Sie dürfen mich, der Einfachheit halber, jedoch Ludwig nennen. Sicher ist ihnen im Zusammenhang mit dem Namen Ludwig und bei meiner Erwähnung der Musikerziehung, der Gedanke gekommen, meine Mutter hätte da an meinen Namensvetter Ludwig van Beethoven gedacht. Fürwahr, er stand Pate für meinen Namen.

Ich sehe es an ihrem fragenden Gesichtsausdruck, sie hätten gerne gewusst, wer sich hinter meinem, so Ehrfurcht gebietendem Namen verbirgt. Nun, ein wenig muss ich sie jetzt enttäuschen.

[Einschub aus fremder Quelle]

//! Text-completion backends.

pub mod anthropic;
pub mod gemini;
mod http;
pub mod mock;
pub mod openai_compat;
pub mod registry;
pub mod resilient;

pub use anthropic::AnthropicClient;
pub use gemini::GeminiClient;
pub use mock::{ScriptedCompletionClient, DRY_RUN_REPLY};
pub use openai_compat::OpenAiCompatibleClient;
pub use registry::CompletionRegistry;
pub use resilient::ResilientCompletionClient;
//! Trial workers as tokio tasks in the supervisor's process.
//!
//! Isolation is weaker than with worker processes: a task shares the
//! address space, but a panic is contained by its `JoinHandle`. An overrunning
//! task is cancelled first and only aborted if it does not unwind in time.

use async_trait::async_trait;
use std::sync::Arc;
use std::time::Duration;
use tokio::task::JoinError;
use tokio_util::sync::CancellationToken;
use tracing::{instrument, warn};

use super::trial_worker::TrialWorker;
use crate::domain::errors::DomainResult;
use crate::domain::models::{ScenarioConfig, ScenarioResult, WorkerExit};
use crate::domain::ports::WorkerLauncher;

pub struct TaskWorkerLauncher {
    worker: Arc<TrialWorker>,
    reap_grace: Duration,
}

impl TaskWorkerLauncher {
    pub fn new(worker: Arc<TrialWorker>, reap_grace: Duration) -> Self {
        Self { worker, reap_grace }
    }
}

/// Time an overrunning trial gets to restore its workspace and close its
/// connection once its token is cancelled.
const UNWIND_GRACE: Duration = Duration::from_secs(5);

#[async_trait]
impl WorkerLauncher for TaskWorkerLauncher {
    #[instrument(skip(self, config, cancel), fields(scenario_id = %config.id))]
    async fn launch(&self, config: &ScenarioConfig, cancel: CancellationToken) -> WorkerExit {
        let worker = Arc::clone(&self.worker);
        let task_config = config.clone();
        let trial_cancel = cancel.child_token();
        let token = trial_cancel.clone();
        let mut handle = tokio::spawn(async move { worker.run(&task_config, &token).await });

        match tokio::time::timeout(config.timeout() + self.reap_grace, &mut handle).await {
            Ok(joined) => exit_of(joined),
            Err(_) => {
                warn!("Trial task overran its budget, cancelling");
                trial_cancel.cancel();
                if tokio::time::timeout(UNWIND_GRACE, &mut handle).await.is_err() {
                    warn!("Trial task did not unwind, aborting");
                    handle.abort();
                }
                WorkerExit::TimedOut
            }
        }
    }
}

fn exit_of(joined: Result<DomainResult<ScenarioResult>, JoinError>) -> WorkerExit {
    match joined {
        Ok(Ok(result)) => WorkerExit::Exited {
            code: result.termination.exit_code(),
        },
        Ok(Err(e)) => WorkerExit::Crashed(e.to_string()),
        Err(join) if join.is_panic() => WorkerExit::Crashed("trial task panicked".to_string()),
        Err(join) => WorkerExit::Crashed(join.to_string()),
    }
}
//! Capability broker port - scoped access to version-control and
//! file/command operations.

use async_trait::async_trait;
use std::path::Path;

use crate::domain::errors::CapabilityError;
use crate::domain::models::CapabilityRequest;

/// Opens capability connections for a workspace.
///
/// The broker holds no per-worker state; every worker owns the connection it
/// opened and must close it on every exit path.
#[async_trait]
pub trait CapabilityBroker: Send + Sync {
    async fn open(&self, workspace: &Path) -> Result<Box<dyn CapabilityConnection>, CapabilityError>;
}

/// A live connection to both capability sets, bound to one workspace.
#[async_trait]
pub trait CapabilityConnection: Send + Sync {
    /// Run one operation and return its text output.
    async fn invoke(&mut self, request: &CapabilityRequest) -> Result<String, CapabilityError>;

    /// Release everything the connection holds. Idempotent.
    async fn close(&mut self);
}
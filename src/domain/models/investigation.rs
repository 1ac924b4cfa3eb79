//! The defect report an investigation starts from, and the keys that scope
//! its persisted artifacts.

use serde::{Deserialize, Serialize};
use sha2::{Digest, Sha256};
use std::path::{Path, PathBuf};

use crate::domain::errors::{DomainError, DomainResult};

/// What the caller knows about the defect.
#[derive(Debug, Clone, PartialEq, Eq, Serialize, Deserialize)]
#[serde(rename_all = "snake_case")]
pub struct InvestigationRequest {
    /// Error message or symptom description
    pub error: String,

    /// Free-text context (stack traces, recent changes, reproduction notes)
    #[serde(default)]
    pub context: String,

    #[serde(default)]
    pub language: Option<String>,

    /// File the error points at, if known
    #[serde(default)]
    pub file_path: Option<String>,

    /// Repository under investigation
    pub repo_path: PathBuf,
}

impl InvestigationRequest {
    pub fn new(error: impl Into<String>, repo_path: impl Into<PathBuf>) -> Self {
        Self {
            error: error.into(),
            context: String::new(),
            language: None,
            file_path: None,
            repo_path: repo_path.into(),
        }
    }

    #[must_use]
    pub fn with_context(mut self, context: impl Into<String>) -> Self {
        self.context = context.into();
        self
    }

    #[must_use]
    pub fn with_language(mut self, language: impl Into<String>) -> Self {
        self.language = Some(language.into());
        self
    }

    #[must_use]
    pub fn with_file_path(mut self, file_path: impl Into<String>) -> Self {
        self.file_path = Some(file_path.into());
        self
    }

    pub fn validate(&self) -> DomainResult<()> {
        if self.error.trim().is_empty() {
            return Err(DomainError::InvalidRequest(
                "error description cannot be empty".to_string(),
            ));
        }
        if !self.repo_path.is_dir() {
            return Err(DomainError::InvalidRequest(format!(
                "repository path {} is not a directory",
                self.repo_path.display()
            )));
        }
        Ok(())
    }

    pub fn project_id(&self) -> String {
        project_id(&self.repo_path)
    }
}

/// Stable identifier of a repository: first 12 hex chars of SHA-256 of its path.
pub fn project_id(repo_path: &Path) -> String {
    let digest = Sha256::digest(repo_path.to_string_lossy().as_bytes());
    let mut id = hex::encode(digest);
    id.truncate(12);
    id
}

/// Addresses the memory bank of one session.
#[derive(Debug, Clone, PartialEq, Eq, Hash, Serialize, Deserialize)]
pub struct SessionScope {
    pub project_id: String,
    pub session_id: String,
}

impl SessionScope {
    pub fn new(session_id: impl Into<String>, repo_path: &Path) -> Self {
        Self {
            project_id: project_id(repo_path),
            session_id: session_id.into(),
        }
    }
}
//! Scenario reports, one JSON file per scenario.

use async_trait::async_trait;
use std::io::ErrorKind;
use std::path::{Path, PathBuf};
use tracing::{debug, warn};

use super::{file_component, memory_bank_root, session_dir};
use crate::domain::errors::{DomainError, DomainResult};
use crate::domain::models::{ScenarioResult, SessionScope};
use crate::domain::ports::ReportStore;

#[derive(Debug, Clone)]
pub struct FileReportStore {
    root: PathBuf,
}

impl FileReportStore {
    pub fn new(data_root: impl AsRef<Path>) -> Self {
        Self {
            root: memory_bank_root(data_root.as_ref()),
        }
    }

    fn reports_dir(&self, scope: &SessionScope) -> DomainResult<PathBuf> {
        Ok(session_dir(&self.root, scope)?.join("reports"))
    }

    fn report_path(&self, scope: &SessionScope, scenario_id: &str) -> DomainResult<PathBuf> {
        Ok(self
            .reports_dir(scope)?
            .join(format!("{}.json", file_component(scenario_id)?)))
    }
}

#[async_trait]
impl ReportStore for FileReportStore {
    /// The report is staged next to its final name and hard-linked into
    /// place, so readers never see a partial file and a second write fails.
    async fn write(&self, scope: &SessionScope, result: &ScenarioResult) -> DomainResult<()> {
        let path = self.report_path(scope, &result.id)?;
        let dir = self.reports_dir(scope)?;
        tokio::fs::create_dir_all(&dir).await?;

        let staged = dir.join(format!(".{}.{}.tmp", result.id, uuid::Uuid::new_v4()));
        tokio::fs::write(&staged, serde_json::to_vec_pretty(result)?).await?;
        let linked = tokio::fs::hard_link(&staged, &path).await;
        let _ = tokio::fs::remove_file(&staged).await;

        match linked {
            Ok(()) => {
                debug!(
                    session_id = %scope.session_id,
                    scenario_id = %result.id,
                    success = result.success,
                    "Report written"
                );
                Ok(())
            }
            Err(e) if e.kind() == ErrorKind::AlreadyExists => Err(DomainError::ReportAlreadyWritten {
                session_id: scope.session_id.clone(),
                scenario_id: result.id.clone(),
            }),
            Err(e) => Err(e.into()),
        }
    }

    async fn read(
        &self,
        scope: &SessionScope,
        scenario_id: &str,
    ) -> DomainResult<Option<ScenarioResult>> {
        let path = self.report_path(scope, scenario_id)?;
        match tokio::fs::read(&path).await {
            Ok(bytes) => Ok(Some(serde_json::from_slice(&bytes)?)),
            Err(e) if e.kind() == ErrorKind::NotFound => Ok(None),
            Err(e) => Err(e.into()),
        }
    }

    async fn list(&self, scope: &SessionScope) -> DomainResult<Vec<ScenarioResult>> {
        let dir = self.reports_dir(scope)?;
        let mut entries = match tokio::fs::read_dir(&dir).await {
            Ok(entries) => entries,
            Err(e) if e.kind() == ErrorKind::NotFound => return Ok(Vec::new()),
            Err(e) => return Err(e.into()),
        };

        let mut paths = Vec::new();
        while let Some(entry) = entries.next_entry().await? {
            let path = entry.path();
            let is_report = path.extension().is_some_and(|ext| ext == "json")
                && !entry.file_name().to_string_lossy().starts_with('.');
            if is_report {
                paths.push(path);
            }
        }
        paths.sort();

        let mut reports = Vec::with_capacity(paths.len());
        for path in paths {
            let bytes = tokio::fs::read(&path).await?;
            match serde_json::from_slice(&bytes) {
                Ok(report) => reports.push(report),
                Err(e) => warn!(path = %path.display(), error = %e, "Skipping unreadable report"),
            }
        }
        Ok(reports)
    }
}
//! Table output for scenario results, rendered with comfy-table.

use comfy_table::{presets, Attribute, Cell, Color, ContentArrangement, Table};
use serde::Serialize;
use std::env;

use super::truncate;
use crate::domain::models::{ScenarioResult, Termination};

/// One trial as the CLI shows it.
#[derive(Debug, Clone, Serialize)]
pub struct ScenarioSummary {
    pub id: String,
    pub hypothesis_type: String,
    pub success: bool,
    pub confidence: f64,
    pub termination: String,
    pub insight: String,
}

impl From<&ScenarioResult> for ScenarioSummary {
    fn from(result: &ScenarioResult) -> Self {
        Self {
            id: result.id.clone(),
            hypothesis_type: result.hypothesis_type.clone(),
            success: result.success,
            confidence: result.confidence,
            termination: result.termination.to_string(),
            insight: result.insight().to_string(),
        }
    }
}

pub struct TableFormatter {
    use_colors: bool,
    /// None sizes the table to the terminal
    max_width: Option<u16>,
}

impl TableFormatter {
    pub fn new() -> Self {
        Self {
            use_colors: supports_color(),
            max_width: None,
        }
    }

    pub fn with_config(use_colors: bool, max_width: Option<u16>) -> Self {
        Self {
            use_colors,
            max_width,
        }
    }

    /// Scenarios of a finished session, with the insight each one produced.
    pub fn format_scenarios(&self, scenarios: &[ScenarioSummary]) -> String {
        self.format(scenarios, true)
    }

    /// Persisted reports, without the insight column.
    pub fn format_reports(&self, reports: &[ScenarioSummary]) -> String {
        self.format(reports, false)
    }

    fn format(&self, rows: &[ScenarioSummary], with_insight: bool) -> String {
        let mut table = self.create_base_table();

        let mut header = vec![
            Cell::new("Scenario").add_attribute(Attribute::Bold),
            Cell::new("Type").add_attribute(Attribute::Bold),
            Cell::new("Success").add_attribute(Attribute::Bold),
            Cell::new("Confidence").add_attribute(Attribute::Bold),
            Cell::new("Termination").add_attribute(Attribute::Bold),
        ];
        if with_insight {
            header.push(Cell::new("Insight").add_attribute(Attribute::Bold));
        }
        table.set_header(header);

        for row in rows {
            let success = if row.success { "yes" } else { "no" };
            let success_cell = if self.use_colors {
                Cell::new(success).fg(if row.success { Color::Green } else { Color::Red })
            } else {
                Cell::new(success)
            };
            let termination_cell = if self.use_colors {
                Cell::new(&row.termination).fg(termination_color(&row.termination))
            } else {
                Cell::new(&row.termination)
            };

            let mut cells = vec![
                Cell::new(&row.id),
                Cell::new(truncate(&row.hypothesis_type, 20)),
                success_cell,
                Cell::new(format!("{:.2}", row.confidence)),
                termination_cell,
            ];
            if with_insight {
                cells.push(Cell::new(truncate(&row.insight, 60)));
            }
            table.add_row(cells);
        }

        table.to_string()
    }

    fn create_base_table(&self) -> Table {
        let mut table = Table::new();
        table
            .load_preset(presets::UTF8_FULL)
            .set_content_arrangement(ContentArrangement::Dynamic);
        if let Some(width) = self.max_width {
            table.set_width(width);
        }
        table
    }
}

impl Default for TableFormatter {
    fn default() -> Self {
        Self::new()
    }
}

fn supports_color() -> bool {
    if env::var("NO_COLOR").is_ok() {
        return false;
    }
    !matches!(env::var("TERM"), Ok(term) if term == "dumb")
}

fn termination_color(termination: &str) -> Color {
    if termination == Termination::Reported.as_str() {
        Color::Green
    } else if termination == Termination::Cancelled.as_str() {
        Color::DarkGrey
    } else {
        Color::Red
    }
}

Im allgemeinen Sprachgebrauch zähle ich zur Familie der Holzwürmer. Bitte wenden sie sich nicht entsetzt ab. Hören sie lieber meine Geschichte.

Etliche Generationen vor mir gelang es meiner Urururgroßmutter ihre Nachkommen in einem Konzertflügel unterzubringen. Dieser stand, sie ahnen es bereits, im Hause der Familie Beethoven.

Anfangs erschraken ihre Nachkommen, wenn die ersten Akkorde das Holz zum Vibrieren brachten. Allmählich jedoch fanden sie Gefallen an den Melodien und richteten ihre Mahlzeiten danach. Sobald die ersten Tastentöne erklangen, hörten sie auf zu nagen und lauschten der Musik. Für das Fressen blieb die lange Nacht über Zeit genug. So wuchsen viele Generationen meiner Familie musikalisch gebildet auf.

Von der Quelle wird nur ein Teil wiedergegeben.